*Problem to work on*
What lines below hold the string "rows"? Copy them all.

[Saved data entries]
....................

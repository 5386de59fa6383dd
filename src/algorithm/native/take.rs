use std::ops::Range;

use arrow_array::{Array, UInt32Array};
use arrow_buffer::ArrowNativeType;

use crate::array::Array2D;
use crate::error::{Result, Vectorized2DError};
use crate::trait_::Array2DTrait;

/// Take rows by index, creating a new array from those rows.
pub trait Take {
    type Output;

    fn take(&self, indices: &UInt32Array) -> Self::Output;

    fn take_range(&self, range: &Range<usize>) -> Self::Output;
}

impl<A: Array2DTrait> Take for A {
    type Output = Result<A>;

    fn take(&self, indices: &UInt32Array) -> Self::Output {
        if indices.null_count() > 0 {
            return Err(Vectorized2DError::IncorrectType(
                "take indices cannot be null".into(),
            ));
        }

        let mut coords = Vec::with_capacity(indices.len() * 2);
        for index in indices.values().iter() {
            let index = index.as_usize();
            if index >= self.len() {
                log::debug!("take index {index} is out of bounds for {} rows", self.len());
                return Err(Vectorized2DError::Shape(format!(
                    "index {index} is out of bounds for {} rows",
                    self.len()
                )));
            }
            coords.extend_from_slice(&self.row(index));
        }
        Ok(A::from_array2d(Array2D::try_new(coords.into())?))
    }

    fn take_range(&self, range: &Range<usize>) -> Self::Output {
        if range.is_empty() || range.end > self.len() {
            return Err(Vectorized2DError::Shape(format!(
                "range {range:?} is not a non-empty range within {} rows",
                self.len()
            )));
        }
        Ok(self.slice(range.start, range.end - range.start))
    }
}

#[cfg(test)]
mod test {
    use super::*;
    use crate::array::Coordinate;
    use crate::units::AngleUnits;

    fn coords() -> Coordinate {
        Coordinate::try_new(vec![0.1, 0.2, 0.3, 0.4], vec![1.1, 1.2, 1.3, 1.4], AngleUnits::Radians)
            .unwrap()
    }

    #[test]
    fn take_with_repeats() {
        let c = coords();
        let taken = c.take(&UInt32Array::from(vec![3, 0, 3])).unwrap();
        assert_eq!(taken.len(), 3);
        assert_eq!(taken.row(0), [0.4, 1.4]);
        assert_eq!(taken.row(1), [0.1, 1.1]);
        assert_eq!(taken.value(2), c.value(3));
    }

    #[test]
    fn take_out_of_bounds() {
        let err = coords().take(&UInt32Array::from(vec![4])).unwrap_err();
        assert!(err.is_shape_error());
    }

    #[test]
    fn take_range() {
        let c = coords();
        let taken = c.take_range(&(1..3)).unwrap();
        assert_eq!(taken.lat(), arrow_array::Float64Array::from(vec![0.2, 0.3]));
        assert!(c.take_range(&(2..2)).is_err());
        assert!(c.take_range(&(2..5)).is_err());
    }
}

....................

*Answer below*
/// Take rows by index, creating a new array from those rows.
                log::debug!("take index {index} is out of bounds for {} rows", self.len());
                    "index {index} is out of bounds for {} rows",
                "range {range:?} is not a non-empty range within {} rows",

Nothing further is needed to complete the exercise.